Ceramics provide a fascinating crossover between objects of art and items for practical use. The ceramics on display in this gallery cover 500 years of production ranging from the distinctive 17th-century Staffordshire slipware by Thomas Toft to the Japanese-inspired stoneware of 20th-century ceramicist Bernard Leach.

However it is European porcelain which dominates this gallery, not least because of the Marshall Collection, displayed in the central cases, one of the most comprehensive collections of early-coloured Worcester porcelain anywhere in the world. It was presented to the Ashmolean by Mr and Mrs Henry Marshall in memory of their son who was killed in action in the Second World War, on the condition that the collection (which numbers more than 1,000 pieces) always be displayed in its entirety.

Chinese porcelain had been highly admired in Europe since the Middle Ages but it was not until 1709 that the German alchemist Johann Friedrich Böttger cracked the code for producing porcelain.

Factories opened all over Europe in order to satisfy the public demand for this fine china.

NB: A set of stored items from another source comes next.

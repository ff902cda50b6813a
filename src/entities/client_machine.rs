use async_trait::async_trait;
use chrono::{DateTime, Utc};
use sea_orm::entity::prelude::*;
use sea_orm::{ActiveValue, Set};
use serde::{Deserialize, Serialize};
use utoipa::ToSchema;

/// A machine owned by a customer, registered when it is first brought in
/// for service. Walk-in calls may point at one instead of repeating its
/// details.
#[derive(Clone, Debug, PartialEq, Eq, DeriveEntityModel, Serialize, Deserialize, ToSchema)]
#[sea_orm(table_name = "client_machines")]
#[schema(as = ClientMachine)]
pub struct Model {
    #[sea_orm(primary_key, auto_increment = false)]
    pub id: Uuid,
    pub client_name: String,
    pub client_location: String,
    pub machine_name: String,
    pub machine_brand: String,
    #[sea_orm(unique)]
    pub serial_no: String,
    pub machine_type: String,
    pub description: Option<String>,
    pub created_at: DateTime<Utc>,
}

#[derive(Copy, Clone, Debug, EnumIter, DeriveRelation)]
pub enum Relation {
    #[sea_orm(has_many = "super::call::Entity")]
    Calls,
}

impl Related<super::call::Entity> for Entity {
    fn to() -> RelationDef {
        Relation::Calls.def()
    }
}

#[async_trait]
impl ActiveModelBehavior for ActiveModel {
    async fn before_save<C>(self, _db: &C, insert: bool) -> Result<Self, DbErr>
    where
        C: ConnectionTrait,
    {
        let mut active_model = self;
        if insert {
            active_model.created_at = Set(Utc::now());
            if let ActiveValue::NotSet = active_model.id {
                active_model.id = Set(Uuid::new_v4());
            }
        }
        Ok(active_model)
    }
}
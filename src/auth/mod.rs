/*!
 * # Authentication and Authorization Module
 *
 * Bearer tokens are issued by the identity service; this crate only
 * validates them (HS256, shared secret) and turns the claims into an
 * [`AuthUser`]. Authorization decisions go through a single function,
 * [`can_edit`], so every mutating handler asks the same question the same
 * way.
 */

use async_trait::async_trait;
use axum::{
    extract::{FromRequestParts, Request},
    http::{header, request::Parts, HeaderMap},
    middleware::Next,
    response::{IntoResponse, Response},
};
use jsonwebtoken::{decode, Algorithm, DecodingKey, Validation};
use serde::{Deserialize, Serialize};
use std::sync::Arc;
use thiserror::Error;
use tracing::{debug, warn};
use uuid::Uuid;

use crate::errors::ServiceError;

mod capability;
mod roles;

pub use capability::{can_edit, require_edit, Resource};
pub use roles::Role;

/// Claim structure for JWT tokens
#[derive(Debug, Serialize, Deserialize)]
pub struct Claims {
    pub sub: String,          // Subject (user ID)
    pub name: Option<String>, // Display name
    pub role: String,         // One of the dealer roles, e.g. "Sales Manager"
    pub iat: i64,             // Issued at time
    pub exp: i64,             // Expiration time
}

/// Authenticated principal extracted from the JWT token
#[derive(Debug, Clone, Serialize, Deserialize)]
pub struct AuthUser {
    pub user_id: Uuid,
    pub name: Option<String>,
    pub role: Role,
}

impl AuthUser {
    /// Check if the user holds a specific role
    pub fn has_role(&self, role: Role) -> bool {
        self.role == role
    }

    /// Directors and super admins may edit anything
    pub fn is_admin(&self) -> bool {
        matches!(self.role, Role::Director | Role::SuperAdmin)
    }
}

impl TryFrom<Claims> for AuthUser {
    type Error = AuthError;

    fn try_from(claims: Claims) -> Result<Self, Self::Error> {
        let user_id = Uuid::parse_str(&claims.sub).map_err(|_| AuthError::InvalidToken)?;
        let role = Role::from_str(&claims.role).ok_or_else(|| {
            warn!(role = %claims.role, "token carries an unknown role");
            AuthError::InvalidToken
        })?;
        Ok(Self {
            user_id,
            name: claims.name,
            role,
        })
    }
}

/// Authentication configuration
#[derive(Clone, Debug)]
pub struct AuthConfig {
    pub jwt_secret: String,
    /// Clock skew tolerated when checking `exp`
    pub leeway_secs: u64,
}

impl AuthConfig {
    pub fn new(jwt_secret: String) -> Self {
        Self {
            jwt_secret,
            leeway_secs: 30,
        }
    }
}

/// Validates bearer tokens issued by the identity service
#[derive(Debug, Clone)]
pub struct AuthService {
    pub config: AuthConfig,
}

impl AuthService {
    pub fn new(config: AuthConfig) -> Self {
        Self { config }
    }

    /// Validate a JWT token and extract the claims
    pub fn validate_token(&self, token: &str) -> Result<Claims, AuthError> {
        let mut validation = Validation::new(Algorithm::HS256);
        validation.leeway = self.config.leeway_secs;

        decode::<Claims>(
            token,
            &DecodingKey::from_secret(self.config.jwt_secret.as_bytes()),
            &validation,
        )
        .map(|data| data.claims)
        .map_err(|e| match e.kind() {
            jsonwebtoken::errors::ErrorKind::ExpiredSignature => AuthError::TokenExpired,
            _ => AuthError::InvalidToken,
        })
    }

    /// Resolve the principal behind an `Authorization: Bearer` header
    pub fn authenticate(&self, headers: &HeaderMap) -> Result<AuthUser, AuthError> {
        let value = headers
            .get(header::AUTHORIZATION)
            .ok_or(AuthError::MissingAuth)?
            .to_str()
            .map_err(|_| AuthError::InvalidToken)?;

        let token = value
            .strip_prefix("Bearer ")
            .map(str::trim)
            .ok_or(AuthError::MissingToken)?;

        AuthUser::try_from(self.validate_token(token)?)
    }
}

/// Authentication error types
#[derive(Debug, Error)]
pub enum AuthError {
    #[error("Authentication required")]
    MissingAuth,

    #[error("Missing bearer token")]
    MissingToken,

    #[error("Invalid token")]
    InvalidToken,

    #[error("Token has expired")]
    TokenExpired,

    #[error("Authentication service not available")]
    ServiceUnavailable,
}

impl From<AuthError> for ServiceError {
    fn from(err: AuthError) -> Self {
        match err {
            AuthError::ServiceUnavailable => ServiceError::InternalError(err.to_string()),
            other => ServiceError::Unauthorized(other.to_string()),
        }
    }
}

impl IntoResponse for AuthError {
    fn into_response(self) -> Response {
        ServiceError::from(self).into_response()
    }
}

/// Pulls the principal the auth middleware stored in the request extensions.
#[async_trait]
impl<S> FromRequestParts<S> for AuthUser
where
    S: Send + Sync,
{
    type Rejection = AuthError;

    async fn from_request_parts(parts: &mut Parts, _state: &S) -> Result<Self, Self::Rejection> {
        parts
            .extensions
            .get::<AuthUser>()
            .cloned()
            .ok_or(AuthError::MissingAuth)
    }
}

/// Authentication middleware that extracts and validates auth tokens
pub async fn auth_middleware(mut request: Request, next: Next) -> Response {
    let auth_service = match request.extensions().get::<Arc<AuthService>>() {
        Some(service) => service.clone(),
        None => return AuthError::ServiceUnavailable.into_response(),
    };

    match auth_service.authenticate(request.headers()) {
        Ok(user) => {
            debug!(user_id = %user.user_id, role = %user.role, "request authenticated");
            request.extensions_mut().insert(user);
            next.run(request).await
        }
        Err(e) => e.into_response(),
    }
}

/// Extension methods for Router to add auth middleware
pub trait AuthRouterExt {
    fn with_auth(self) -> Self;
}

impl<S> AuthRouterExt for axum::Router<S>
where
    S: Clone + Send + Sync + 'static,
{
    fn with_auth(self) -> Self {
        self.layer(axum::middleware::from_fn(auth_middleware))
    }
}

#[cfg(test)]
mod tests {
    use super::*;
    use axum::http::HeaderValue;
    use jsonwebtoken::{encode, EncodingKey, Header};

    const SECRET: &str = "unit_test_secret_for_bititec_tokens_with_enough_length_0123456789";

    fn token(sub: &str, role: &str, exp_offset: i64) -> String {
        let now = chrono::Utc::now().timestamp();
        let claims = Claims {
            sub: sub.to_string(),
            name: Some("Wanjiru".into()),
            role: role.to_string(),
            iat: now,
            exp: now + exp_offset,
        };
        encode(
            &Header::new(Algorithm::HS256),
            &claims,
            &EncodingKey::from_secret(SECRET.as_bytes()),
        )
        .unwrap()
    }

    fn headers_with(token: &str) -> HeaderMap {
        let mut headers = HeaderMap::new();
        headers.insert(
            header::AUTHORIZATION,
            HeaderValue::from_str(&format!("Bearer {}", token)).unwrap(),
        );
        headers
    }

    fn service() -> AuthService {
        AuthService::new(AuthConfig::new(SECRET.into()))
    }

    #[test]
    fn valid_token_yields_principal() {
        let id = Uuid::new_v4();
        let user = service()
            .authenticate(&headers_with(&token(&id.to_string(), "Inventory Manager", 600)))
            .unwrap();
        assert_eq!(user.user_id, id);
        assert_eq!(user.role, Role::InventoryManager);
        assert!(!user.is_admin());
    }

    #[test]
    fn expired_token_is_rejected() {
        let err = service()
            .authenticate(&headers_with(&token(&Uuid::new_v4().to_string(), "Director", -3600)))
            .unwrap_err();
        assert!(matches!(err, AuthError::TokenExpired));
    }

    #[test]
    fn unknown_role_is_rejected() {
        let err = service()
            .authenticate(&headers_with(&token(&Uuid::new_v4().to_string(), "Intern", 600)))
            .unwrap_err();
        assert!(matches!(err, AuthError::InvalidToken));
    }

    #[test]
    fn missing_header_maps_to_unauthorized() {
        let err = service().authenticate(&HeaderMap::new()).unwrap_err();
        assert!(matches!(err, AuthError::MissingAuth));
        assert_eq!(
            ServiceError::from(err).status_code(),
            axum::http::StatusCode::UNAUTHORIZED
        );
    }
}
use std::{fs, path::PathBuf};

use bititec_api::openapi::ApiDocV1;
use clap::Parser;
use utoipa::OpenApi;

/// Writes the OpenAPI document to disk
#[derive(Debug, Parser)]
#[command(name = "openapi-export")]
struct Cli {
    #[arg(long, default_value = "openapi/bititec-api.v1.json")]
    output: PathBuf,
}

fn main() -> anyhow::Result<()> {
    let cli = Cli::parse();
    let json = serde_json::to_string_pretty(&ApiDocV1::openapi())?;

    if let Some(dir) = cli.output.parent() {
        fs::create_dir_all(dir)?;
    }
    fs::write(&cli.output, json)?;

    println!("OpenAPI spec written to {}", cli.output.display());
    Ok(())
}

At the same time European eating and drinking habits were changing with the introduction of coffee and tea which brought a whole new aspect to the design of china.

A new addition to the gallery is the Shedding Light installation, which recreates a 1950s-60s Caribbean living room. This display was created in collaboration with a group of young producers from Oxford's Caribbean community, and reveals the deep entanglements between ceramics and global histories of trade, exploitation and resistance. The installation is accompanied by a timeline which shows a selection of historical dates that shaped the lives of enslaved people producing sugar in the Caribbean and the Caribbean diaspora.

NB Shedding Light is unveiled on Sat 4 Oct.

About Shedding light, a new display in this gallery in 2025

A team of Oxford‑based creatives collaborated with designers, artists, consultants and Museum staff to create the new Shedding light installation in this gallery. The scene pulls from a 1950s-60s Caribbean Living Room, reimagined with a contemporary twist.

The European Ceramics Gallery seemed a fitting space, with its large collection of dainty objects once used in sugar-sweetened rituals, to showcase the Caribbean living room. The new display reveals the deep entanglements between ceramics and global histories of trade, exploitation, and resistance. Each item has been carefully chosen to represent traditional contents found in this type of room, and to reflect the intertwined histories of British colonialism, enslavement, sugar production, and ceramics.

A timeline accompanies the installation with reference points chosen to shed light on the Atlantic journeys and the moments of violence, resistance and political and social change that provide context for our installation.

The display includes artwork from the previous A Nice Cup of Tea? installation which was shown in the gallery from 2019-2021.